Sorpresa. L'economia milanese regge grazie agli stranieri. Una risorsa preziosa, senza la quale ci sarebbero 2.600 imprese in meno in un anno. Le piccole attività con un titolare straniero a Milano sono oltre 26mila (+11,5%), pari al 22% delle ditte individuali, e occupano quasi 40mila persone (+4mila in un anno): tra gli occupati uno su cinque è italiano. Sono questi alcuni dati che nascono da un'elaborazione della Camera di Commercio di Milano. Considerando tutte le imprese (comprese Srl, Spa con almeno la maggioranza di controllo in mano a uno straniero), il numero passa ad oltre 34mila, il 12% del totale milanese e il numero di occupati sfiora i 100mila (+8mila in un anno).
Una presenza di imprenditori stranieri a Milano che ormai in alcuni settori è diventata maggioritaria: se consideriamo tutte le imprese, i settori a maggioranza non-italiana sono 22 (+7 settori rispetto allo scorso anno). Il dato cresce poi a 40 (ben +21 settori in un anno) se consideriamo solo le piccole imprese. I settori sono i più svariati: c'è l'attività degli internet point (485 imprese straniere su 523: il 92,7% del totale), il commercio al dettaglio ambulante di bigiotteria (91,8%), il commercio al dettaglio ambulante di tessuti (86,3%) o di fiori (75,1%), il commercio di tappeti (sia al dettaglio, 69,8%, che all'ingrosso, 74,5%) ma anche la spedizione di materiale propagandistico (62,3%), l'attività di sgombero di cantine e solai (61,9%).

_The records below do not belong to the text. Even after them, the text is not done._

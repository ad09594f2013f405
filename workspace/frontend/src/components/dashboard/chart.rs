use chrono::{DateTime, Local, TimeZone, Utc};
use common::ComposedForecast;
use compute::axis::{
    hourly_ticks, reference_label, reference_position, tick_positions, DEFAULT_HOURS_BEFORE,
    DEFAULT_TICK_COUNT,
};
use plotly::common::{DashType, Fill, Line, Mode};
use plotly::common::TickMode;
use plotly::layout::{Axis, Shape, ShapeLine, ShapeType};
use plotly::{Layout, Scatter};
use std::fmt::Display;
use wasm_bindgen::prelude::*;
use web_sys::HtmlElement;
use yew::prelude::*;

#[wasm_bindgen]
extern "C" {
    #[wasm_bindgen(js_namespace = Plotly)]
    fn newPlot(div_id: &str, data: JsValue, layout: JsValue, config: JsValue);
}

const CHART_ID: &str = "chart-water-temperature";

/// Plot-ready columns. The x axis is the point position in the series.
#[derive(Debug, Clone, PartialEq)]
pub struct ChartData {
    pub x: Vec<usize>,
    pub actual: Vec<Option<f64>>,
    pub forecast: Vec<Option<f64>>,
    pub lower: Vec<Option<f64>>,
    pub upper: Vec<Option<f64>>,
    pub tick_values: Vec<f64>,
    pub tick_text: Vec<String>,
    /// Fractional position of the "now" line, if it falls inside the series
    pub now_x: Option<f64>,
    pub now_label: String,
}

impl ChartData {
    pub fn build<Tz>(composed: &ComposedForecast, reference_now: DateTime<Utc>, tz: &Tz) -> Self
    where
        Tz: TimeZone,
        Tz::Offset: Display,
    {
        let series = &composed.series;
        let ticks = hourly_ticks(reference_now, tz, DEFAULT_HOURS_BEFORE, DEFAULT_TICK_COUNT);
        let (tick_values, tick_text) = tick_positions(series, &ticks)
            .into_iter()
            .map(|(position, label)| (position as f64, label))
            .unzip();

        Self {
            x: (0..series.len()).collect(),
            actual: series.iter().map(|p| p.actual).collect(),
            forecast: series.iter().map(|p| p.forecast).collect(),
            lower: series.iter().map(|p| p.confidence_lower).collect(),
            upper: series.iter().map(|p| p.confidence_upper).collect(),
            tick_values,
            tick_text,
            now_x: reference_position(series, reference_now),
            now_label: reference_label(reference_now, tz),
        }
    }

    pub fn has_band(&self) -> bool {
        self.lower.iter().any(Option::is_some) && self.upper.iter().any(Option::is_some)
    }
}

fn to_js<T: serde::Serialize>(value: &T) -> Result<JsValue, JsValue> {
    let json = serde_json::to_string(value).map_err(|e| JsValue::from_str(&e.to_string()))?;
    js_sys::JSON::parse(&json)
}

fn render(div_id: &str, data: &ChartData) -> Result<(), JsValue> {
    let traces = js_sys::Array::new();

    if data.has_band() {
        let lower = Scatter::new(data.x.clone(), data.lower.clone())
            .mode(Mode::Lines)
            .name("Lower bound")
            .show_legend(false)
            .line(Line::new().width(0.0));
        let upper = Scatter::new(data.x.clone(), data.upper.clone())
            .mode(Mode::Lines)
            .name("Confidence band")
            .fill(Fill::ToNextY)
            .fill_color("rgba(249, 115, 22, 0.15)")
            .line(Line::new().width(0.0));
        traces.push(&to_js(&lower)?);
        traces.push(&to_js(&upper)?);
    }

    let actual = Scatter::new(data.x.clone(), data.actual.clone())
        .mode(Mode::Lines)
        .name("Actual")
        .line(Line::new().color("#3b82f6").width(2.0));
    let forecast = Scatter::new(data.x.clone(), data.forecast.clone())
        .mode(Mode::Lines)
        .name("Current Forecast")
        .line(Line::new().color("#f97316").width(2.0).dash(DashType::Dash));
    traces.push(&to_js(&actual)?);
    traces.push(&to_js(&forecast)?);

    let mut layout = Layout::new()
        .height(400)
        .x_axis(
            Axis::new()
                .tick_mode(TickMode::Array)
                .tick_values(data.tick_values.clone())
                .tick_text(data.tick_text.clone())
                .show_grid(false),
        )
        .y_axis(Axis::new().show_grid(true).grid_color("#eee"));

    if let Some(now_x) = data.now_x {
        layout = layout.shapes(vec![Shape::new()
            .shape_type(ShapeType::Line)
            .x_ref("x")
            .y_ref("paper")
            .x0(now_x)
            .x1(now_x)
            .y0(0.0)
            .y1(1.0)
            .line(ShapeLine::new().color("#ef4444").width(2.0).dash(DashType::Dot))]);
    }

    let config = serde_json::json!({"responsive": true, "displayModeBar": false});
    newPlot(div_id, traces.into(), to_js(&layout)?, to_js(&config)?);
    Ok(())
}

#[derive(Properties, PartialEq)]
pub struct Props {
    pub composed: ComposedForecast,
    pub reference_now: DateTime<Utc>,
}

#[function_component(ForecastChart)]
pub fn forecast_chart(props: &Props) -> Html {
    let container_ref = use_node_ref();
    let data = ChartData::build(&props.composed, props.reference_now, &Local);
    let now_label = data.now_label.clone();

    use_effect_with((container_ref.clone(), data), move |(container_ref, data)| {
        if let Some(element) = container_ref.cast::<HtmlElement>() {
            element.set_id(CHART_ID);
            if let Err(e) = render(CHART_ID, data) {
                log::error!("Failed to render forecast chart: {:?}", e);
            }
        }
        || ()
    });

    html! {
        <>
            <p class="text-sm text-gray-500">{format!("Now: {}", now_label)}</p>
            <div ref={container_ref} class="chart-container" style="width:100%; height:400px;"></div>
        </>
    }
}
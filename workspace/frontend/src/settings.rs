use compute::composer::DEFAULT_FORECAST_STEP_MINUTES;
use log::Level;
use wasm_bindgen::JsValue;
use web_sys::window;

/// localStorage key prefix for user overrides
const STORAGE_PREFIX: &str = "tempcast_";

/// Global application settings
#[derive(Debug, Clone, PartialEq)]
pub struct AppSettings {
    /// Full URL of the forecast endpoint
    pub forecast_url: String,

    /// Default log level for the application
    pub log_level: Level,

    /// Minutes between consecutive forecast points
    pub forecast_step_minutes: u32,

    /// Whether the sidebar starts expanded
    pub sidebar_default_open: bool,

    /// Draw the confidence band around the forecast
    pub show_confidence_band: bool,

    /// Enable debug mode
    pub debug_mode: bool,
}

impl Default for AppSettings {
    fn default() -> Self {
        Self {
            forecast_url: "http://localhost:3000/forecast".to_string(),
            log_level: Level::Info,
            forecast_step_minutes: DEFAULT_FORECAST_STEP_MINUTES,
            sidebar_default_open: true,
            show_confidence_band: true,
            debug_mode: false,
        }
    }
}

fn parse_level(raw: &str) -> Option<Level> {
    match raw.to_lowercase().as_str() {
        "error" => Some(Level::Error),
        "warn" => Some(Level::Warn),
        "info" => Some(Level::Info),
        "debug" => Some(Level::Debug),
        "trace" => Some(Level::Trace),
        _ => None,
    }
}

impl AppSettings {
    /// Create settings from window location and localStorage overrides
    pub fn from_environment() -> Self {
        let mut settings = Self::default();

        let Some(window) = window() else {
            return settings;
        };

        if let Ok(hostname) = window.location().hostname() {
            settings.debug_mode = hostname == "localhost" || hostname == "127.0.0.1";
            if settings.debug_mode {
                settings.log_level = Level::Debug;
            }
        }

        if let Ok(Some(storage)) = window.local_storage() {
            for key in Self::storage_keys() {
                if let Ok(Some(value)) = storage.get_item(&format!("{}{}", STORAGE_PREFIX, key)) {
                    settings.apply_override(key, &value);
                }
            }
        }

        settings
    }

    fn storage_keys() -> [&'static str; 5] {
        [
            "forecast_url",
            "log_level",
            "forecast_step_minutes",
            "sidebar_default_open",
            "show_confidence_band",
        ]
    }

    /// Applies one stored override. Unparseable values keep the current setting.
    pub fn apply_override(&mut self, key: &str, value: &str) {
        match key {
            "forecast_url" if !value.trim().is_empty() => self.forecast_url = value.trim().to_string(),
            "log_level" => {
                if let Some(level) = parse_level(value) {
                    self.log_level = level;
                }
            }
            "forecast_step_minutes" => {
                if let Ok(step) = value.parse::<u32>() {
                    if step > 0 {
                        self.forecast_step_minutes = step;
                    }
                }
            }
            "sidebar_default_open" => self.sidebar_default_open = value.eq_ignore_ascii_case("true"),
            "show_confidence_band" => self.show_confidence_band = value.eq_ignore_ascii_case("true"),
            _ => log::warn!("Ignoring setting override {}={}", key, value),
        }
    }

    /// Save settings to localStorage
    pub fn save_to_storage(&self) -> Result<(), JsValue> {
        if let Some(window) = window() {
            if let Some(storage) = window.local_storage()? {
                let key = |name: &str| format!("{}{}", STORAGE_PREFIX, name);
                storage.set_item(&key("forecast_url"), &self.forecast_url)?;
                storage.set_item(&key("log_level"), &self.log_level.as_str().to_lowercase())?;
                storage.set_item(&key("forecast_step_minutes"), &self.forecast_step_minutes.to_string())?;
                storage.set_item(&key("sidebar_default_open"), &self.sidebar_default_open.to_string())?;
                storage.set_item(&key("show_confidence_band"), &self.show_confidence_band.to_string())?;
            }
        }
        Ok(())
    }
}

// Global settings instance using thread_local
use std::cell::RefCell;

thread_local! {
    static SETTINGS: RefCell<AppSettings> = RefCell::new(AppSettings::default());
}

/// Get a copy of the current settings
pub fn get_settings() -> AppSettings {
    SETTINGS.with(|s| s.borrow().clone())
}

/// Update the global settings
pub fn update_settings<F>(f: F)
where
    F: FnOnce(&mut AppSettings),
{
    SETTINGS.with(|s| {
        let mut settings = s.borrow_mut();
        f(&mut settings);
    });
}

/// Initialize settings (call this at app startup)
pub fn init_settings() {
    SETTINGS.with(|s| {
        *s.borrow_mut() = AppSettings::from_environment();
    });
}

#[cfg(test)]
mod tests {
    use super::*;

    #[test]
    fn test_overrides_are_applied() {
        let mut settings = AppSettings::default();
        settings.apply_override("forecast_url", " https://sensors.example/forecast ");
        settings.apply_override("log_level", "TRACE");
        settings.apply_override("forecast_step_minutes", "30");
        settings.apply_override("sidebar_default_open", "false");

        assert_eq!(settings.forecast_url, "https://sensors.example/forecast");
        assert_eq!(settings.log_level, Level::Trace);
        assert_eq!(settings.forecast_step_minutes, 30);
        assert!(!settings.sidebar_default_open);
    }

    #[test]
    fn test_bad_overrides_keep_defaults() {
        let mut settings = AppSettings::default();
        settings.apply_override("forecast_url", "   ");
        settings.apply_override("log_level", "loud");
        settings.apply_override("forecast_step_minutes", "0");
        settings.apply_override("forecast_step_minutes", "quarter");
        settings.apply_override("unknown", "1");

        assert_eq!(settings, AppSettings::default());
    }

    #[test]
    fn test_update_settings_is_visible_to_readers() {
        update_settings(|s| s.forecast_step_minutes = 5);
        assert_eq!(get_settings().forecast_step_minutes, 5);
    }
}
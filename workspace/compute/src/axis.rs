//! Axis helpers for the forecast chart.
//!
//! Tick and "now" marker placement is positional: ticks are matched to
//! series indices through instants, never through label strings.

use std::fmt::Display;

use chrono::{DateTime, Duration, TimeZone, Timelike, Utc};
use common::TimeSeriesPoint;

use crate::composer::LABEL_FORMAT;

/// Hours of history shown before the reference instant.
pub const DEFAULT_HOURS_BEFORE: i64 = 12;

/// Number of hourly ticks on the axis.
pub const DEFAULT_TICK_COUNT: usize = 24;

#[derive(Debug, Clone, PartialEq)]
pub struct AxisTick {
    pub instant: DateTime<Utc>,
    pub label: String,
}

/// Hourly ticks starting `hours_before` hours before `reference_now`,
/// aligned to the top of the hour in `tz`.
pub fn hourly_ticks<Tz>(
    reference_now: DateTime<Utc>,
    tz: &Tz,
    hours_before: i64,
    count: usize,
) -> Vec<AxisTick>
where
    Tz: TimeZone,
    Tz::Offset: Display,
{
    let local = reference_now.with_timezone(tz);
    let aligned = local
        .with_minute(0)
        .and_then(|t| t.with_second(0))
        .and_then(|t| t.with_nanosecond(0))
        .unwrap_or(local);
    let first = aligned - Duration::hours(hours_before);

    (0..count)
        .map(|hour| {
            let tick = first.clone() + Duration::hours(hour as i64);
            AxisTick {
                instant: tick.with_timezone(&Utc),
                label: tick.format(LABEL_FORMAT).to_string(),
            }
        })
        .collect()
}

/// Label for the "now" marker.
pub fn reference_label<Tz>(reference_now: DateTime<Utc>, tz: &Tz) -> String
where
    Tz: TimeZone,
    Tz::Offset: Display,
{
    reference_now.with_timezone(tz).format(LABEL_FORMAT).to_string()
}

/// Maps each tick to the first series position at or after its instant.
/// Ticks outside the series span are dropped.
pub fn tick_positions(series: &[TimeSeriesPoint], ticks: &[AxisTick]) -> Vec<(usize, String)> {
    let Some(last) = series.last() else {
        return Vec::new();
    };

    ticks
        .iter()
        .filter(|tick| tick.instant >= series[0].instant && tick.instant <= last.instant)
        .filter_map(|tick| {
            let position = series.partition_point(|point| point.instant < tick.instant);
            (position < series.len()).then(|| (position, tick.label.clone()))
        })
        .collect()
}

/// Fractional series position of `reference_now`, interpolated between the
/// surrounding points. `None` when it falls outside the series.
pub fn reference_position(series: &[TimeSeriesPoint], reference_now: DateTime<Utc>) -> Option<f64> {
    let first = series.first()?;
    let last = series.last()?;
    if reference_now < first.instant || reference_now > last.instant {
        return None;
    }

    let after = series.partition_point(|point| point.instant < reference_now);
    if series[after].instant == reference_now || after == 0 {
        return Some(after as f64);
    }

    let before = &series[after - 1];
    let span = (series[after].instant - before.instant).num_seconds() as f64;
    let elapsed = (reference_now - before.instant).num_seconds() as f64;
    Some((after - 1) as f64 + elapsed / span)
}

#[cfg(test)]
mod tests {
    use super::*;
    use chrono::FixedOffset;

    fn at(raw: &str) -> DateTime<Utc> {
        raw.parse().unwrap()
    }

    fn quarter_hour_series(start: &str, len: usize) -> Vec<TimeSeriesPoint> {
        let start = at(start);
        (0..len)
            .map(|i| {
                let instant = start + Duration::minutes(15 * i as i64);
                TimeSeriesPoint::placeholder(instant, instant.format(LABEL_FORMAT).to_string())
            })
            .collect()
    }

    #[test]
    fn test_hourly_ticks_start_twelve_hours_back_on_the_hour() {
        let ticks = hourly_ticks(
            at("2024-01-01T14:37:12Z"),
            &Utc,
            DEFAULT_HOURS_BEFORE,
            DEFAULT_TICK_COUNT,
        );

        assert_eq!(ticks.len(), 24);
        assert_eq!(ticks[0].label, "02:00");
        assert_eq!(ticks[12].label, "14:00");
        assert_eq!(ticks[23].label, "01:00");
        assert!(ticks.windows(2).all(|w| w[1].instant - w[0].instant == Duration::hours(1)));
    }

    #[test]
    fn test_hourly_ticks_use_local_zone() {
        let india = FixedOffset::east_opt(5 * 3600 + 1800).unwrap();
        let ticks = hourly_ticks(at("2024-01-01T00:10:00Z"), &india, 1, 2);

        // 05:40 local, aligned to 05:00, minus one hour
        assert_eq!(ticks[0].label, "04:00");
        assert_eq!(ticks[1].label, "05:00");
        assert_eq!(ticks[1].instant, at("2023-12-31T23:30:00Z"));
    }

    #[test]
    fn test_reference_label_formats_hours_and_minutes() {
        assert_eq!(reference_label(at("2024-01-01T09:05:59Z"), &Utc), "09:05");
    }

    #[test]
    fn test_tick_positions_are_positional() {
        // Crosses midnight twice, so labels repeat
        let series = quarter_hour_series("2024-01-01T23:00:00Z", 4 * 26);
        let ticks = hourly_ticks(at("2024-01-02T12:00:00Z"), &Utc, 13, 26);

        let positions = tick_positions(&series, &ticks);
        assert_eq!(positions.first(), Some(&(0, "23:00".to_string())));
        assert_eq!(positions[1], (4, "00:00".to_string()));
        assert!(positions.windows(2).all(|w| w[0].0 < w[1].0));

        let midnights: Vec<_> = positions.iter().filter(|(_, l)| l == "00:00").collect();
        assert_eq!(midnights.len(), 2);
        assert_ne!(midnights[0].0, midnights[1].0);
    }

    #[test]
    fn test_tick_positions_drop_ticks_outside_series() {
        let series = quarter_hour_series("2024-01-01T10:00:00Z", 5);
        let ticks = hourly_ticks(at("2024-01-01T10:00:00Z"), &Utc, 2, 5);

        let positions = tick_positions(&series, &ticks);
        assert_eq!(
            positions,
            vec![(0, "10:00".to_string()), (4, "11:00".to_string())]
        );
        assert!(tick_positions(&[], &ticks).is_empty());
    }

    #[test]
    fn test_reference_position_interpolates() {
        let series = quarter_hour_series("2024-01-01T10:00:00Z", 5);

        assert_eq!(reference_position(&series, at("2024-01-01T10:00:00Z")), Some(0.0));
        assert_eq!(reference_position(&series, at("2024-01-01T10:30:00Z")), Some(2.0));
        assert_eq!(reference_position(&series, at("2024-01-01T10:37:30Z")), Some(2.5));
        assert_eq!(reference_position(&series, at("2024-01-01T09:59:00Z")), None);
        assert_eq!(reference_position(&series, at("2024-01-01T11:01:00Z")), None);
        assert_eq!(reference_position(&[], at("2024-01-01T10:00:00Z")), None);
    }
}
use common::RawForecastPayload;

use super::get_json;
use crate::settings;

/// Fetch the raw forecast payload from the configured endpoint
pub async fn fetch_forecast() -> Result<RawForecastPayload, String> {
    let url = settings::get_settings().forecast_url;
    get_json(&url).await
}
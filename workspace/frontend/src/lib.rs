use yew::prelude::*;
use yew_router::prelude::*;

mod components;
pub mod api_client;
pub mod common;
pub mod hooks;
pub mod settings;
pub mod state;

use components::dashboard::Dashboard;
use components::layout::layout::Layout;
use components::layout::sidebar::SidebarProvider;

#[derive(Debug, Clone, Routable, PartialEq)]
pub enum Route {
    #[at("/")]
    Dashboard,
    #[not_found]
    #[at("/404")]
    NotFound,
}

fn switch(routes: Route) -> Html {
    log::debug!("Routing to: {:?}", routes);
    match routes {
        Route::Dashboard => {
            log::trace!("Rendering Dashboard page");
            html! { <Layout title="Water Temperature"><Dashboard /></Layout> }
        }
        Route::NotFound => {
            log::warn!("404 - Route not found");
            html! { <Layout title="404"><h1>{"404 Not Found"}</h1></Layout> }
        }
    }
}

#[function_component(App)]
pub fn app() -> Html {
    let default_open = settings::get_settings().sidebar_default_open;

    html! {
        <SidebarProvider {default_open}>
            <BrowserRouter>
                <Switch<Route> render={switch} />
            </BrowserRouter>
        </SidebarProvider>
    }
}

#[wasm_bindgen::prelude::wasm_bindgen(start)]
pub fn run_app() {
    // Initialize settings first
    settings::init_settings();

    // Initialize logger with settings
    let settings = settings::get_settings();
    wasm_logger::init(wasm_logger::Config::new(settings.log_level));

    log::info!("=== Tempcast Dashboard Starting ===");
    log::info!("Application settings: {:?}", settings);
    log::debug!("Forecast URL: {}", settings.forecast_url);

    log::trace!("Initializing Yew renderer");
    yew::Renderer::<App>::new().render();
    log::info!("Application initialized successfully");
}
#[cfg(test)]
pub mod test_utils {
    use crate::config::{ServiceConfig, initialize_app_state};
    use crate::router::create_router;
    use crate::schemas::AppState;
    use axum::Router;
    use std::time::Duration;
    use tracing::Level;
    use tracing_subscriber::FmtSubscriber;

    /// Seed shared by tests that need reproducible readings
    pub const TEST_SEED: u64 = 7;

    /// Configuration used by handler tests
    pub fn test_config() -> ServiceConfig {
        ServiceConfig {
            bind_address: "127.0.0.1:0".to_string(),
            history_intervals: 48,
            prediction_length: 24,
            cache_ttl: Duration::from_secs(60),
            seed: Some(TEST_SEED),
        }
    }

    /// Create AppState for testing
    pub fn setup_test_app_state() -> AppState {
        initialize_app_state(test_config()).expect("Failed to initialize test app state")
    }

    /// Initialize tracing for tests with output to STDERR.
    ///
    /// The log level is taken from RUST_LOG, defaulting to WARN.
    pub fn init_test_tracing() -> tracing::subscriber::DefaultGuard {
        let log_level = std::env::var("RUST_LOG")
            .ok()
            .and_then(|level| match level.to_uppercase().as_str() {
                "ERROR" => Some(Level::ERROR),
                "WARN" => Some(Level::WARN),
                "INFO" => Some(Level::INFO),
                "DEBUG" => Some(Level::DEBUG),
                "TRACE" => Some(Level::TRACE),
                _ => None,
            })
            .unwrap_or(Level::WARN);

        let subscriber = FmtSubscriber::builder()
            .with_max_level(log_level)
            .with_writer(std::io::stderr)
            .finish();
        tracing::subscriber::set_default(subscriber)
    }

    /// Create axum app for testing
    pub fn setup_test_app() -> Router {
        create_router(setup_test_app_state())
    }
}
use crate::core::config::SortConfig;
use crate::core::profile::{ProfileError, Size};
use image::imageops::FilterType;
use image::{DynamicImage, ImageReader, RgbImage};
use std::path::Path;

/// Read access to a grid of RGB pixels.
pub trait PixelSource {
    fn width(&self) -> u32;
    fn height(&self) -> u32;

    /// Channels of the pixel at `(x, y)`. Callers stay within bounds.
    fn rgb(&self, x: u32, y: u32) -> [u8; 3];

    /// Opaque packed color `(255<<24)|(R<<16)|(G<<8)|B` as a signed integer.
    fn argb(&self, x: u32, y: u32) -> i32 {
        pack_argb(self.rgb(x, y))
    }

    /// HSV hue angle in degrees, `[0, 360)`. Greys report 0.
    fn hue(&self, x: u32, y: u32) -> f32 {
        hue_degrees(self.rgb(x, y))
    }
}

pub fn pack_argb([r, g, b]: [u8; 3]) -> i32 {
    (0xFF00_0000u32 | (r as u32) << 16 | (g as u32) << 8 | b as u32) as i32
}

pub fn hue_degrees([r, g, b]: [u8; 3]) -> f32 {
    let r = r as f32 / 255.0;
    let g = g as f32 / 255.0;
    let b = b as f32 / 255.0;
    let max = r.max(g).max(b);
    let min = r.min(g).min(b);
    let delta = max - min;
    if delta == 0.0 {
        return 0.0;
    }

    let hue = if max == r {
        60.0 * ((g - b) / delta)
    } else if max == g {
        60.0 * ((b - r) / delta + 2.0)
    } else {
        60.0 * ((r - g) / delta + 4.0)
    };

    if hue < 0.0 { hue + 360.0 } else { hue }
}

/// Downscaled pixels of one image.
#[derive(Debug, Clone)]
pub struct PixelGrid {
    buffer: RgbImage,
    fast_path: bool,
}

impl PixelGrid {
    /// Takes an 8-bit RGB buffer over as-is and converts every other layout.
    pub fn from_dynamic(image: DynamicImage) -> Self {
        match image {
            DynamicImage::ImageRgb8(buffer) => Self {
                buffer,
                fast_path: true,
            },
            other => Self {
                buffer: other.to_rgb8(),
                fast_path: false,
            },
        }
    }

    /// Whether the buffer was taken over without a pixel format conversion.
    pub fn fast_path(&self) -> bool {
        self.fast_path
    }
}

impl PixelSource for PixelGrid {
    fn width(&self) -> u32 {
        self.buffer.width()
    }

    fn height(&self) -> u32 {
        self.buffer.height()
    }

    fn rgb(&self, x: u32, y: u32) -> [u8; 3] {
        let raw = self.buffer.as_raw();
        let offset = (y as usize * self.buffer.width() as usize + x as usize) * 3;
        [raw[offset], raw[offset + 1], raw[offset + 2]]
    }
}

/// Original size of an image plus its downscaled pixels.
#[derive(Debug, Clone)]
pub struct SampledImage {
    pub size: Size,
    pub grid: PixelGrid,
}

/// Decode `path` and downscale it. The full-resolution bitmap is released
/// before returning.
pub fn sample_file(path: &Path, config: &SortConfig) -> Result<SampledImage, ProfileError> {
    let image = ImageReader::open(path)
        .and_then(|reader| reader.with_guessed_format())
        .map_err(|source| ProfileError::Io {
            path: path.to_path_buf(),
            source,
        })?
        .decode()
        .map_err(|source| ProfileError::DecodeFailure {
            path: path.to_path_buf(),
            source,
        })?;

    sample_image(image, config)
}

pub fn sample_image(image: DynamicImage, config: &SortConfig) -> Result<SampledImage, ProfileError> {
    let size = Size::new(image.width(), image.height());
    let required = config.required_side();
    if size.width < required || size.height < required {
        return Err(ProfileError::ImageTooSmall {
            width: size.width,
            height: size.height,
            required,
        });
    }

    let reduction = config.reduction.max(1);
    let resized = image.resize_exact(
        size.width / reduction,
        size.height / reduction,
        FilterType::Triangle,
    );
    drop(image);

    Ok(SampledImage {
        size,
        grid: PixelGrid::from_dynamic(resized),
    })
}

#[cfg(test)]
mod tests {
    use super::*;
    use crate::core::config::Preset;
    use image::{Rgb, RgbImage, Rgba, RgbaImage};
    use std::fs;
    use tempfile::TempDir;

    #[test]
    fn test_pack_argb_is_opaque() {
        assert_eq!(pack_argb([0, 0, 0]), 0xFF00_0000u32 as i32);
        assert_eq!(pack_argb([255, 255, 255]), -1);
        assert_eq!(pack_argb([0x12, 0x34, 0x56]), 0xFF12_3456u32 as i32);
    }

    #[test]
    fn test_hue_degrees() {
        assert_eq!(hue_degrees([255, 0, 0]), 0.0);
        assert!((hue_degrees([0, 255, 0]) - 120.0).abs() < 1e-3);
        assert!((hue_degrees([0, 0, 255]) - 240.0).abs() < 1e-3);
        assert!((hue_degrees([255, 0, 255]) - 300.0).abs() < 1e-3);
        assert_eq!(hue_degrees([90, 90, 90]), 0.0);
    }

    #[test]
    fn test_rgb_image_takes_fast_path() {
        let image = DynamicImage::ImageRgb8(RgbImage::from_pixel(40, 24, Rgb([10, 20, 30])));
        let sampled = sample_image(image, &SortConfig::from_preset(Preset::Packed)).unwrap();

        assert_eq!(sampled.size, Size::new(40, 24));
        assert_eq!(sampled.grid.width(), 10);
        assert_eq!(sampled.grid.height(), 6);
        assert!(sampled.grid.fast_path());
        assert_eq!(sampled.grid.rgb(3, 2), [10, 20, 30]);
    }

    #[test]
    fn test_rgba_image_falls_back_transparently() {
        let image =
            DynamicImage::ImageRgba8(RgbaImage::from_pixel(40, 24, Rgba([10, 20, 30, 255])));
        let sampled = sample_image(image, &SortConfig::from_preset(Preset::Packed)).unwrap();

        assert!(!sampled.grid.fast_path());
        assert_eq!(sampled.grid.rgb(3, 2), [10, 20, 30]);
        assert_eq!(sampled.grid.argb(0, 0), pack_argb([10, 20, 30]));
    }

    #[test]
    fn test_rgb_indexing_is_row_major() {
        let mut buffer = RgbImage::new(3, 2);
        buffer.put_pixel(2, 0, Rgb([1, 2, 3]));
        buffer.put_pixel(0, 1, Rgb([4, 5, 6]));
        let grid = PixelGrid::from_dynamic(DynamicImage::ImageRgb8(buffer));

        assert_eq!(grid.rgb(2, 0), [1, 2, 3]);
        assert_eq!(grid.rgb(0, 1), [4, 5, 6]);
        assert_eq!(grid.rgb(1, 1), [0, 0, 0]);
    }

    #[test]
    fn test_too_small_image_is_rejected() {
        let image = DynamicImage::ImageRgb8(RgbImage::new(9, 40));
        let err = sample_image(image, &SortConfig::from_preset(Preset::Blurred)).unwrap_err();

        match err {
            ProfileError::ImageTooSmall {
                width,
                height,
                required,
            } => {
                assert_eq!((width, height, required), (9, 40, 10));
            }
            other => panic!("unexpected error: {other}"),
        }
    }

    #[test]
    fn test_sample_file_reports_decode_failure() {
        let temp_dir = TempDir::new().unwrap();
        let path = temp_dir.path().join("broken.png");
        fs::write(&path, b"definitely not a png").unwrap();

        let err = sample_file(&path, &SortConfig::default()).unwrap_err();
        assert!(matches!(err, ProfileError::DecodeFailure { .. }));
    }

    #[test]
    fn test_sample_file_reports_missing_file() {
        let temp_dir = TempDir::new().unwrap();
        let path = temp_dir.path().join("missing.png");

        let err = sample_file(&path, &SortConfig::default()).unwrap_err();
        assert!(matches!(err, ProfileError::Io { .. }));
    }

    #[test]
    fn test_sample_file_reads_png() {
        let temp_dir = TempDir::new().unwrap();
        let path = temp_dir.path().join("tile.png");
        RgbImage::from_pixel(60, 30, Rgb([200, 10, 10]))
            .save(&path)
            .unwrap();

        let sampled = sample_file(&path, &SortConfig::default()).unwrap();
        assert_eq!(sampled.size, Size::new(60, 30));
        assert_eq!(sampled.grid.width(), 10);
        assert_eq!(sampled.grid.height(), 5);
        assert_eq!(sampled.grid.rgb(5, 2), [200, 10, 10]);
    }
}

Se poi consideriamo solo le piccole imprese, ecco, tra gli altri, i servizi dei centri per il benessere fisico e massaggi (67,7%del totale, +1% in un anno), le attività di traduzione e interpretariato(67,1%: +2%) e l'attività di pulizia degli edifici (64,6%: +1,8%). Rispetto allo scorso anno, tra le new-entry che hanno incominciato a «parlare straniero» in maggioranza, ecco i servizi di trasferimento di denaro o money-transfer (il 56,3% tra tutte le imprese), gli altri servizi di sostegno alle imprese (68,8% tra le ditte individuali). Se consideriamo le sole imprese straniere, le donne imprenditrici rappresentano la maggioranza in particolare nei settori legati alla cura della persona e dei servizi più in generale: istituti di bellezza, manicure e pedicure, servizi di asili nido. I piccoli imprenditori stranieri sono soprattutto egiziani (1 su 5),cinesi (15,8% del totale) e rumeni (8,7%). Nel corso dell'ultimo anno, boom di imprese di cittadini del Bangladesh.